Handling of noise disturbance

  1. The landlord’s antisocial behaviour and tenancy breach procedure states that it will not investigate actions which amount to a resident going about their normal everyday activities. In this case the landlord investigated to determine there was not any noise nuisance. It had listened to the recordings made by the resident and could not hear anything that indicated noise nuisance. It had inspected the apartment above and found that the flooring met its expectations and terms of the leaseholder agreement. It explained in detail how and why it had reached that decision. The landlord had also asked the local authority install sound recording equipment in an attempt to capture evidence. The LA explained to the landlord that it had done so, but found none.
  2. Based on the lack of evidence the landlord closed its ASB case for the resident on 10 June 2022. However, it stated that if the resident was to provide new evidence it would investigate further. In this case, the landlord did what it was obliged to do in regard to investigating the resident’s noise concerns. It advised her of the app to download, assisted her with using it, including providing her with a phone. When the landlord reviewed the recordings it only confirmed general everyday noise and it closed its investigation based on that evidence, explaining that it would look at any new evidence provided as per its policy.

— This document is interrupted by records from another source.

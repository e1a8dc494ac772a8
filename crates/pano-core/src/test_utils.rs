//! Synthetic transform oracle and scenario helpers for testing.
//!
//! This module is public so workspace test suites can share it, but it
//! is not intended for production use. The oracle implements a
//! pure-rotation rectilinear camera projected onto an equirectangular
//! surface: pixels map through the camera ray to (azimuth, elevation) in
//! degrees. It honors yaw, pitch, roll, horizontal field of view and the
//! radial distortion polynomial; center shift, shear and the photometric
//! variables are ignored, which keeps synthetic scenarios exactly
//! reproducible.

use crate::math::{deg_to_rad, rad_to_deg, rotation_ypr, Real, Vec2, Vec3};
use crate::panorama::{ImageInfo, Panorama, TransformOracle};
use crate::variables::VarName;

/// Rectilinear-to-equirectangular projection for pure-rotation cameras.
#[derive(Debug, Default, Clone, Copy)]
pub struct RectilinearOracle;

fn focal_px(pano: &Panorama, image: usize) -> Real {
    let hfov = pano.value(image, VarName::Hfov);
    let w = pano.image(image).width as Real;
    w / (2.0 * (deg_to_rad(hfov) / 2.0).tan())
}

/// Radial polynomial `a r^3 + b r^2 + c r + (1 - a - b - c)` mapping an
/// ideal radius to a distorted one, with radii normalized by half the
/// smaller image dimension.
struct Radial {
    a: Real,
    b: Real,
    c: Real,
    r0: Real,
}

impl Radial {
    fn of(pano: &Panorama, image: usize) -> Self {
        let info = pano.image(image);
        Self {
            a: pano.value(image, VarName::RadialA),
            b: pano.value(image, VarName::RadialB),
            c: pano.value(image, VarName::RadialC),
            r0: info.width.min(info.height) as Real / 2.0,
        }
    }

    fn is_identity(&self) -> bool {
        self.a == 0.0 && self.b == 0.0 && self.c == 0.0
    }

    fn poly(&self, r: Real) -> Real {
        let d = 1.0 - self.a - self.b - self.c;
        ((self.a * r + self.b) * r + self.c) * r + d
    }

    /// Ideal centered offsets to distorted (stored-pixel) offsets.
    fn distort(&self, dx: Real, dy: Real) -> (Real, Real) {
        let r_ideal = (dx * dx + dy * dy).sqrt() / self.r0;
        if self.is_identity() || r_ideal == 0.0 {
            return (dx, dy);
        }
        let scale = self.poly(r_ideal);
        (dx * scale, dy * scale)
    }

    /// Distorted (stored-pixel) offsets back to ideal ones, by Newton
    /// inversion of `r_dist = r_ideal * poly(r_ideal)`.
    fn undistort(&self, dx: Real, dy: Real) -> (Real, Real) {
        let r_dist = (dx * dx + dy * dy).sqrt() / self.r0;
        if self.is_identity() || r_dist == 0.0 {
            return (dx, dy);
        }
        let d = 1.0 - self.a - self.b - self.c;
        let mut r = r_dist;
        for _ in 0..10 {
            let f = r * self.poly(r) - r_dist;
            let fp = ((4.0 * self.a * r + 3.0 * self.b) * r + 2.0 * self.c) * r + d;
            let step = f / fp;
            r -= step;
            if step.abs() < 1e-14 {
                break;
            }
        }
        let scale = r / r_dist;
        (dx * scale, dy * scale)
    }
}

impl TransformOracle for RectilinearOracle {
    fn project(&self, pano: &Panorama, image: usize, pixel: Vec2) -> Vec2 {
        let info = pano.image(image);
        let f = focal_px(pano, image);
        // Camera frame: x right, y down, z forward.
        let dx = pixel.x - info.width as Real / 2.0;
        let dy = pixel.y - info.height as Real / 2.0;
        let (dx, dy) = Radial::of(pano, image).undistort(dx, dy);
        let ray = Vec3::new(dx, dy, f);
        let r = rotation_ypr(
            pano.value(image, VarName::Yaw),
            pano.value(image, VarName::Pitch),
            pano.value(image, VarName::Roll),
        );
        let world = (r * ray).normalize();
        let azimuth = world.x.atan2(world.z);
        let elevation = (-world.y).asin();
        Vec2::new(rad_to_deg(azimuth), rad_to_deg(elevation))
    }

    fn unproject(&self, pano: &Panorama, image: usize, surface: Vec2) -> Vec2 {
        let info = pano.image(image);
        let f = focal_px(pano, image);
        let az = deg_to_rad(surface.x);
        let el = deg_to_rad(surface.y);
        let world = Vec3::new(el.cos() * az.sin(), -el.sin(), el.cos() * az.cos());
        let r = rotation_ypr(
            pano.value(image, VarName::Yaw),
            pano.value(image, VarName::Pitch),
            pano.value(image, VarName::Roll),
        );
        let cam = r.transpose() * world;
        let (dx, dy) = Radial::of(pano, image).distort(cam.x / cam.z * f, cam.y / cam.z * f);
        Vec2::new(
            dx + info.width as Real / 2.0,
            dy + info.height as Real / 2.0,
        )
    }
}

/// Build a panorama of identical images and, for each ground-truth pose,
/// an image whose variables start at that pose.
pub fn pano_from_poses(width: u32, height: u32, hfov: Real, poses: &[(Real, Real, Real)]) -> Panorama {
    let mut pano = Panorama::new();
    for &(y, p, r) in poses {
        let idx = pano.add_image(ImageInfo::new(width, height));
        pano.set_value(idx, VarName::Hfov, hfov);
        pano.set_value(idx, VarName::Yaw, y);
        pano.set_value(idx, VarName::Pitch, p);
        pano.set_value(idx, VarName::Roll, r);
    }
    pano
}

/// Generate noise-free control points between two images of `pano` by
/// sampling a pixel grid in image `a` and mapping it into image `b`
/// through the oracle at the panorama's *current* poses. Points landing
/// outside image `b` are skipped.
pub fn synth_control_points(
    pano: &mut Panorama,
    oracle: &RectilinearOracle,
    a: usize,
    b: usize,
    per_axis: usize,
) -> usize {
    let (aw, ah) = (pano.image(a).width as Real, pano.image(a).height as Real);
    let (bw, bh) = (pano.image(b).width as Real, pano.image(b).height as Real);
    let mut added = 0;
    for gi in 0..per_axis {
        for gj in 0..per_axis {
            let x = aw * (gi as Real + 1.0) / (per_axis as Real + 1.0);
            let y = ah * (gj as Real + 1.0) / (per_axis as Real + 1.0);
            let surf = oracle.project(pano, a, Vec2::new(x, y));
            let p2 = oracle.unproject(pano, b, surf);
            if p2.x < 0.0 || p2.x > bw || p2.y < 0.0 || p2.y > bh {
                continue;
            }
            pano.add_control_point(crate::cpoint::ControlPoint::new(a, b, x, y, p2.x, p2.y))
                .expect("valid image indices");
            added += 1;
        }
    }
    added
}

#[cfg(test)]
mod tests {
    use super::*;
    use approx::assert_relative_eq;

    #[test]
    fn project_unproject_round_trip() {
        let pano = pano_from_poses(800, 600, 60.0, &[(12.0, -4.0, 3.0)]);
        let oracle = RectilinearOracle;
        let px = Vec2::new(230.0, 410.0);
        let surf = oracle.project(&pano, 0, px);
        let back = oracle.unproject(&pano, 0, surf);
        assert_relative_eq!(px.x, back.x, epsilon = 1e-9);
        assert_relative_eq!(px.y, back.y, epsilon = 1e-9);
    }

    #[test]
    fn center_pixel_maps_to_view_direction() {
        let pano = pano_from_poses(800, 600, 60.0, &[(25.0, 0.0, 0.0)]);
        let oracle = RectilinearOracle;
        let surf = oracle.project(&pano, 0, Vec2::new(400.0, 300.0));
        assert_relative_eq!(surf.x, 25.0, epsilon = 1e-9);
        assert_relative_eq!(surf.y, 0.0, epsilon = 1e-9);
    }

    #[test]
    fn distorted_round_trip_inverts_the_radial_polynomial() {
        let mut pano = pano_from_poses(800, 600, 60.0, &[(0.0, 0.0, 0.0)]);
        pano.set_value(0, VarName::RadialB, 0.05);
        pano.set_value(0, VarName::RadialC, -0.02);
        let oracle = RectilinearOracle;
        let px = Vec2::new(150.0, 480.0);
        let surf = oracle.project(&pano, 0, px);
        let back = oracle.unproject(&pano, 0, surf);
        assert_relative_eq!(px.x, back.x, epsilon = 1e-8);
        assert_relative_eq!(px.y, back.y, epsilon = 1e-8);
    }

    #[test]
    fn synthetic_points_have_zero_error_at_truth() {
        let mut pano = pano_from_poses(800, 600, 60.0, &[(0.0, 0.0, 0.0), (20.0, 0.0, 0.0)]);
        let oracle = RectilinearOracle;
        let added = synth_control_points(&mut pano, &oracle, 0, 1, 4);
        assert!(added > 0);
        for cp in pano.control_points() {
            let s1 = oracle.project(&pano, cp.image1, cp.p1());
            let s2 = oracle.project(&pano, cp.image2, cp.p2());
            assert_relative_eq!((s1 - s2).norm(), 0.0, epsilon = 1e-9);
        }
    }
}
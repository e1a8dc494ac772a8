//! Correspondence graph over image indices.
//!
//! Vertices are images; an edge exists when at least one control point
//! connects two images, or when the images share a fully linked pose
//! (linked yaw, pitch and roll mean a rigid mount, which connects them
//! geometrically even without matched points). The graph is derived
//! state: rebuild it whenever control points change.

use std::collections::{BTreeSet, VecDeque};

use log::debug;

use crate::panorama::Panorama;

/// Undirected adjacency structure over image indices.
///
/// Parallel control points collapse to a single edge; self-loops are
/// never created (a control point from an image to itself is rejected at
/// insertion by the data model).
#[derive(Debug, Clone, PartialEq, Eq)]
pub struct CorrespondenceGraph {
    adj: Vec<BTreeSet<usize>>,
}

impl CorrespondenceGraph {
    /// Build the graph for the panorama's current control points and
    /// pose links.
    pub fn build(pano: &Panorama) -> Self {
        let n = pano.num_images();
        let mut adj = vec![BTreeSet::new(); n];
        for cp in pano.control_points() {
            if cp.image1 == cp.image2 {
                continue;
            }
            adj[cp.image1].insert(cp.image2);
            adj[cp.image2].insert(cp.image1);
        }
        for i in 0..n {
            for j in (i + 1)..n {
                if pano.pose_linked_with(i, j) {
                    adj[i].insert(j);
                    adj[j].insert(i);
                }
            }
        }
        let edges: usize = adj.iter().map(|s| s.len()).sum::<usize>() / 2;
        debug!("correspondence graph: {n} images, {edges} edges");
        Self { adj }
    }

    pub fn num_vertices(&self) -> usize {
        self.adj.len()
    }

    pub fn neighbors(&self, v: usize) -> &BTreeSet<usize> {
        &self.adj[v]
    }

    /// Connected components in deterministic order: traversal always
    /// starts at the lowest-indexed unseen vertex, and each component is
    /// an ordered vertex set.
    pub fn connected_components(&self) -> Vec<BTreeSet<usize>> {
        let n = self.num_vertices();
        let mut seen = vec![false; n];
        let mut components = Vec::new();
        for start in 0..n {
            if seen[start] {
                continue;
            }
            let mut comp = BTreeSet::new();
            let mut queue = VecDeque::from([start]);
            seen[start] = true;
            while let Some(v) = queue.pop_front() {
                comp.insert(v);
                for &w in &self.adj[v] {
                    if !seen[w] {
                        seen[w] = true;
                        queue.push_back(w);
                    }
                }
            }
            components.push(comp);
        }
        components
    }

    /// Whether every image is reachable from every other.
    pub fn is_connected(&self) -> bool {
        self.connected_components().len() <= 1
    }

    /// Breadth-first traversal from `start`, calling the visitor for each
    /// vertex with the sets of its already-visited and not-yet-visited
    /// neighbors. Only the component containing `start` is traversed.
    pub fn visit_bfs<F>(&self, start: usize, mut visitor: F)
    where
        F: FnMut(usize, &BTreeSet<usize>, &BTreeSet<usize>),
    {
        let n = self.num_vertices();
        if start >= n {
            return;
        }
        let mut visited: BTreeSet<usize> = BTreeSet::new();
        let mut enqueued = vec![false; n];
        let mut queue = VecDeque::from([start]);
        enqueued[start] = true;
        while let Some(v) = queue.pop_front() {
            let visited_neighbors: BTreeSet<usize> =
                self.adj[v].iter().copied().filter(|w| visited.contains(w)).collect();
            let unvisited_neighbors: BTreeSet<usize> =
                self.adj[v].iter().copied().filter(|w| !visited.contains(w)).collect();
            visitor(v, &visited_neighbors, &unvisited_neighbors);
            visited.insert(v);
            for &w in &self.adj[v] {
                if !enqueued[w] {
                    enqueued[w] = true;
                    queue.push_back(w);
                }
            }
        }
    }
}

#[cfg(test)]
mod tests {
    use super::*;
    use crate::cpoint::ControlPoint;
    use crate::panorama::ImageInfo;
    use crate::variables::VarName;

    fn pano_with_edges(n: usize, edges: &[(usize, usize)]) -> Panorama {
        let mut pano = Panorama::new();
        for _ in 0..n {
            pano.add_image(ImageInfo::new(100, 100));
        }
        for &(a, b) in edges {
            pano.add_control_point(ControlPoint::new(a, b, 0.0, 0.0, 0.0, 0.0))
                .unwrap();
        }
        pano
    }

    #[test]
    fn parallel_points_collapse_to_one_edge() {
        let pano = pano_with_edges(2, &[(0, 1), (0, 1), (1, 0)]);
        let g = CorrespondenceGraph::build(&pano);
        assert_eq!(g.neighbors(0).len(), 1);
        assert_eq!(g.neighbors(1).len(), 1);
    }

    #[test]
    fn components_are_deterministic() {
        let pano = pano_with_edges(5, &[(3, 4), (0, 2)]);
        let g = CorrespondenceGraph::build(&pano);
        let a = g.connected_components();
        let b = g.connected_components();
        assert_eq!(a, b);
        assert_eq!(a.len(), 3);
        assert_eq!(a[0], BTreeSet::from([0, 2]));
        assert_eq!(a[1], BTreeSet::from([1]));
        assert_eq!(a[2], BTreeSet::from([3, 4]));
    }

    #[test]
    fn two_disjoint_pairs_give_two_components() {
        let pano = pano_with_edges(4, &[(0, 1), (2, 3)]);
        let g = CorrespondenceGraph::build(&pano);
        assert!(!g.is_connected());
        assert_eq!(g.connected_components().len(), 2);
    }

    #[test]
    fn linked_pose_connects_unmatched_images() {
        let mut pano = pano_with_edges(3, &[(0, 1)]);
        for name in [VarName::Yaw, VarName::Pitch, VarName::Roll] {
            pano.link(2, 1, name);
        }
        let g = CorrespondenceGraph::build(&pano);
        assert!(g.is_connected());
    }

    #[test]
    fn chain_bfs_visits_in_order_with_anchored_neighbors() {
        // A-B, B-C: starting at A, B must be visited before C, and C's
        // visited neighbor set must contain exactly B.
        let pano = pano_with_edges(3, &[(0, 1), (1, 2)]);
        let g = CorrespondenceGraph::build(&pano);
        let mut log = Vec::new();
        g.visit_bfs(0, |v, visited, _unvisited| {
            log.push((v, visited.clone()));
        });
        assert_eq!(log.len(), 3);
        assert_eq!(log[0].0, 0);
        assert!(log[0].1.is_empty());
        assert_eq!(log[1], (1, BTreeSet::from([0])));
        assert_eq!(log[2], (2, BTreeSet::from([1])));
    }
}
mod form;
mod results;
mod view;

pub use view::PredictPage;
//! Display-ready projection of a prediction reply.

use common::{PredictionResponse, RiskBand};

/// Everything the results panel needs to render one prediction.
#[derive(Debug, Clone, PartialEq)]
pub struct ScoreView {
    /// Fraud probability clamped into the unit interval.
    pub probability: f64,
    /// The probability as a percentage with one decimal place.
    pub probability_text: String,
    /// Risk label shown in the badge, verbatim from the service.
    pub badge_text: String,
    /// DaisyUI badge modifier matching the risk band.
    pub badge_class: &'static str,
}

impl ScoreView {
    pub fn from_response(reply: &PredictionResponse) -> Self {
        let probability = reply.fraud_probability.clamp(0.0, 1.0);
        let risk = reply.risk_level.as_deref().filter(|label| !label.is_empty());

        Self {
            probability,
            probability_text: format_percentage(probability),
            badge_text: risk.unwrap_or("LOW").to_string(),
            badge_class: badge_class(RiskBand::from_label(risk)),
        }
    }
}

/// Format a unit-interval fraction as a percentage with one decimal place.
pub fn format_percentage(fraction: f64) -> String {
    format!("{:.1}%", fraction * 100.0)
}

fn badge_class(band: RiskBand) -> &'static str {
    match band {
        RiskBand::High => "badge-error",
        RiskBand::Medium => "badge-warning",
        RiskBand::Low => "badge-success",
    }
}

#[cfg(test)]
mod tests {
    use super::*;

    fn reply(probability: f64, risk_level: Option<&str>) -> PredictionResponse {
        PredictionResponse {
            fraud_probability: probability,
            risk_level: risk_level.map(str::to_string),
            label: None,
        }
    }

    #[test]
    fn test_high_risk_prediction() {
        let view = ScoreView::from_response(&reply(0.83, Some("HIGH")));

        assert_eq!(view.probability, 0.83);
        assert_eq!(view.probability_text, "83.0%");
        assert_eq!(view.badge_text, "HIGH");
        assert_eq!(view.badge_class, "badge-error");
    }

    #[test]
    fn test_medium_risk_prediction() {
        let view = ScoreView::from_response(&reply(0.42, Some("MEDIUM")));
        assert_eq!(view.badge_class, "badge-warning");
    }

    #[test]
    fn test_probability_is_clamped_into_the_unit_interval() {
        assert_eq!(ScoreView::from_response(&reply(1.5, None)).probability_text, "100.0%");
        assert_eq!(ScoreView::from_response(&reply(-0.2, None)).probability_text, "0.0%");
    }

    #[test]
    fn test_missing_or_empty_risk_level_defaults_to_low() {
        for level in [None, Some("")] {
            let view = ScoreView::from_response(&reply(0.01, level));
            assert_eq!(view.badge_text, "LOW");
            assert_eq!(view.badge_class, "badge-success");
        }
    }

    #[test]
    fn test_unrecognized_risk_level_is_shown_with_the_default_style() {
        let view = ScoreView::from_response(&reply(0.5, Some("SEVERE")));
        assert_eq!(view.badge_text, "SEVERE");
        assert_eq!(view.badge_class, "badge-success");
    }

    #[test]
    fn test_risk_level_match_is_case_sensitive() {
        let view = ScoreView::from_response(&reply(0.9, Some("high")));
        assert_eq!(view.badge_text, "high");
        assert_eq!(view.badge_class, "badge-success");
    }

    #[test]
    fn test_percentage_keeps_one_decimal() {
        assert_eq!(format_percentage(0.8349), "83.5%");
        assert_eq!(format_percentage(0.005), "0.5%");
        assert_eq!(format_percentage(1.0), "100.0%");
    }
}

It also investigated the flooring of the neighbour and found it to be up to its expectations as per the neighbour’s tenancy agreement.
  3. Noise transference is an everyday part of flat living and there are limited formal options any landlord has in attempting to resolve it. There is no indication in the evidence that the transference is the result of any repair issues, which a landlord would be obliged to address. Noise transference is often exacerbated by the type of floor coverings used, and in this case the landlord inspected and explained specifically why it concluded the neighbour’s efforts in this regard were appropriate. The details captured by the resident in her noise diary support the landlord’s conclusions about the noise being everyday living, as do the audio recordings from both the noise app and the LA. Overall, the landlord’s handling of the resident’s reports was reasonable and in line with its policy and basic practice.

Complaint handling

  1. The landlord’s complaints policy states that it will acknowledge a stage one complaint within five working days and provide a complaints response within ten working days of the complaint being logged. The resident made complaints to the landlord about its handling of her noise reports in June and July 2022, but she received no response and needed to ask this Service for assistance in September 2022. In its first complaint response the landlord acknowledged there had been a delay, and explained this was due to its computer records being impacted by hacking, meaning it could not access the relevant information. That is an understandable reason for not being able to provide a complaint response. However, there is no evidence of it providing any updates to the resident, explaining why its response would be delayed, or managing her expectations. These are basic fundamentals of customer service and good practice, and also part of the Ombudsman’s Complaint Handling Code. Their omission shows poor complaint handling.

Determination

  1. In accordance with paragraph 52 of the Housing Ombudsman Scheme, there was no maladministration by the landlord in respect of its handling of reports of noise disturbance.
  2. In accordance with paragraph 52 of the Scheme, there was maladministration by the landlord in respect of its complaint handling.

Orders

  1. In light of the landlord’s delayed complaint handling and lack of updates or explanation for the resident, it is ordered to pay her £125 for the frustration and inconvenience caused.
  2. This payment must be made within four weeks of this report. Evidence of payment must be provided to this Service by the deadline.